- [WORK TASK]: Return each line of the entries that holds the string "EtlResult".
--- DATA FOR THIS EXERCISE Enclosed Below ---
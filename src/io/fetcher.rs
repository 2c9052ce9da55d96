//! Remote data fetch with bounded retry
//!
//! `Fetcher` is the seam the pipelines depend on; `HttpFetcher` is the
//! reqwest-backed implementation against the match data API.

use crate::domain::error::{EtlError, EtlResult};
use crate::infra::config::Config;
use crate::infra::metrics::PipelineMetrics;
use crate::io::artifacts::ArtifactKind;
use async_trait::async_trait;
use reqwest::StatusCode;
use serde_json::Value;
use std::sync::Arc;
use std::time::Duration;
use tracing::{debug, warn};

/// Relative time range requested for movement and shot logs (seconds)
const EVENT_RANGE_END_SECS: u32 = 1650; // covers a full match

/// Logs bundled into the general events payload
const EVENTS_INCLUDE: &str = "safeZoneUpdateEvents,eliminationEvents,knockedDownEvents,\
healthUpdateEvents,shieldUpdateEvents,reviveEvents,rebootEvents";

#[derive(Debug, Clone, PartialEq, Eq)]
pub enum ApiRequest {
    Artifact { kind: ArtifactKind, owner: String },
    /// Tournaments active within the last `interval_secs`
    Tournaments { interval_secs: u64 },
}

impl ApiRequest {
    pub fn artifact(kind: ArtifactKind, owner: impl Into<String>) -> Self {
        ApiRequest::Artifact { kind, owner: owner.into() }
    }

    /// Path relative to the API base and its query parameters
    pub fn endpoint(&self) -> EtlResult<(String, Vec<(&'static str, String)>)> {
        let range = || {
            vec![
                ("startTimeRelative", "0".to_string()),
                ("endTimeRelative", EVENT_RANGE_END_SECS.to_string()),
            ]
        };
        let endpoint = match self {
            ApiRequest::Tournaments { interval_secs } => {
                ("/tournaments".to_string(), vec![("intervalS", interval_secs.to_string())])
            }
            ApiRequest::Artifact { kind, owner } => match kind {
                ArtifactKind::MatchInfo => (format!("/matches/{owner}"), vec![]),
                ArtifactKind::Players => (format!("/matches/{owner}/players"), vec![]),
                ArtifactKind::Movement => (format!("/matches/{owner}/events/movement"), range()),
                ArtifactKind::Shots => (format!("/matches/{owner}/events/shots"), range()),
                ArtifactKind::Events => (
                    format!("/matches/{owner}/events"),
                    vec![("include", EVENTS_INCLUDE.to_string())],
                ),
                ArtifactKind::WindowInfo => {
                    ("/tournaments".to_string(), vec![("eventWindowId", owner.clone())])
                }
                ArtifactKind::WindowMatches => (
                    "/matches".to_string(),
                    vec![("eventWindowId", owner.clone()), ("ignoreUploads", "true".to_string())],
                ),
                ArtifactKind::Weapons => {
                    return Err(EtlError::MissingData(format!(
                        "weapons for {owner} have no remote endpoint"
                    )))
                }
            },
        };
        Ok(endpoint)
    }

    pub fn label(&self) -> String {
        match self {
            ApiRequest::Artifact { kind, owner } => format!("{kind}/{owner}"),
            ApiRequest::Tournaments { interval_secs } => format!("tournaments/{interval_secs}s"),
        }
    }
}

#[async_trait]
pub trait Fetcher: Send + Sync {
    async fn fetch(&self, request: &ApiRequest) -> EtlResult<Value>;
}

/// Capped exponential backoff
#[derive(Debug, Clone, Copy, PartialEq)]
pub struct RetryPolicy {
    /// Total attempts including the first
    pub max_attempts: u32,
    pub base_delay: Duration,
    pub max_delay: Duration,
}

impl RetryPolicy {
    pub fn from_config(config: &Config) -> Self {
        Self {
            max_attempts: config.fetch_max_attempts(),
            base_delay: config.fetch_base_delay(),
            max_delay: config.fetch_max_delay(),
        }
    }

    /// Delay before retry number `retry` (0 for the first retry)
    pub fn delay_for(&self, retry: u32) -> Duration {
        let factor = 2u32.saturating_pow(retry.min(31));
        self.base_delay.saturating_mul(factor).min(self.max_delay)
    }
}

impl Default for RetryPolicy {
    fn default() -> Self {
        Self {
            max_attempts: 5,
            base_delay: Duration::from_millis(500),
            max_delay: Duration::from_secs(30),
        }
    }
}

/// 5xx and 429 are worth retrying; every other non-success status is final
#[inline]
pub fn is_retryable_status(status: StatusCode) -> bool {
    status.is_server_error() || status == StatusCode::TOO_MANY_REQUESTS
}

enum Attempt {
    Done(Value),
    Retry(String),
    Fatal(String),
}

pub struct HttpFetcher {
    client: reqwest::Client,
    base_url: String,
    api_key: Option<String>,
    policy: RetryPolicy,
    metrics: Arc<PipelineMetrics>,
}

impl HttpFetcher {
    pub fn new(config: &Config, metrics: Arc<PipelineMetrics>) -> EtlResult<Self> {
        let client = reqwest::Client::builder()
            .timeout(config.api_timeout())
            .build()
            .map_err(|e| EtlError::Fetch {
                target: config.api_base_url().to_string(),
                reason: format!("failed to create HTTP client: {e}"),
                transient: false,
            })?;

        let api_key = config.api_key();
        if api_key.is_none() {
            warn!(env_var = %config.api_key_env(), "api_key_missing");
        }

        Ok(Self {
            client,
            base_url: config.api_base_url().to_string(),
            api_key,
            policy: RetryPolicy::from_config(config),
            metrics,
        })
    }

    async fn attempt(&self, url: &str, query: &[(&'static str, String)]) -> Attempt {
        let mut request = self.client.get(url).query(query);
        if let Some(key) = &self.api_key {
            request = request.bearer_auth(key);
        }

        let response = match request.send().await {
            Ok(r) => r,
            Err(e) if e.is_timeout() || e.is_connect() || e.is_request() => {
                return Attempt::Retry(e.to_string())
            }
            Err(e) => return Attempt::Fatal(e.to_string()),
        };

        let status = response.status();
        if !status.is_success() {
            let reason = format!("HTTP {}", status.as_u16());
            return if is_retryable_status(status) {
                Attempt::Retry(reason)
            } else {
                Attempt::Fatal(reason)
            };
        }

        match response.json::<Value>().await {
            Ok(v) => Attempt::Done(v),
            Err(e) if e.is_timeout() => Attempt::Retry(e.to_string()),
            Err(e) => Attempt::Fatal(format!("invalid JSON body: {e}")),
        }
    }
}

#[async_trait]
impl Fetcher for HttpFetcher {
    async fn fetch(&self, request: &ApiRequest) -> EtlResult<Value> {
        let (path, query) = request.endpoint()?;
        let url = format!("{}{}", self.base_url, path);
        let target = request.label();

        let mut last_reason = String::new();
        for attempt in 0..self.policy.max_attempts {
            if attempt > 0 {
                let delay = self.policy.delay_for(attempt - 1);
                self.metrics.record_fetch_retry();
                warn!(
                    target = %target,
                    attempt = %attempt,
                    delay_ms = %delay.as_millis(),
                    reason = %last_reason,
                    "fetch_retry"
                );
                tokio::time::sleep(delay).await;
            }

            self.metrics.record_fetch();
            match self.attempt(&url, &query).await {
                Attempt::Done(value) => {
                    debug!(target = %target, attempts = %(attempt + 1), "fetch_ok");
                    return Ok(value);
                }
                Attempt::Retry(reason) => last_reason = reason,
                Attempt::Fatal(reason) => {
                    return Err(EtlError::Fetch { target, reason, transient: false });
                }
            }
        }

        Err(EtlError::Fetch {
            target,
            reason: format!("retries exhausted: {last_reason}"),
            transient: true,
        })
    }
}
--- End of Enclosed DATA FOR THIS EXERCISE ---
- [YOUR RESPONSE]:
use crate::domain::error::{EtlError, EtlResult};
    pub fn endpoint(&self) -> EtlResult<(String, Vec<(&'static str, String)>)> {
    async fn fetch(&self, request: &ApiRequest) -> EtlResult<Value>;
    pub fn new(config: &Config, metrics: Arc<PipelineMetrics>) -> EtlResult<Self> {
    async fn fetch(&self, request: &ApiRequest) -> EtlResult<Value> {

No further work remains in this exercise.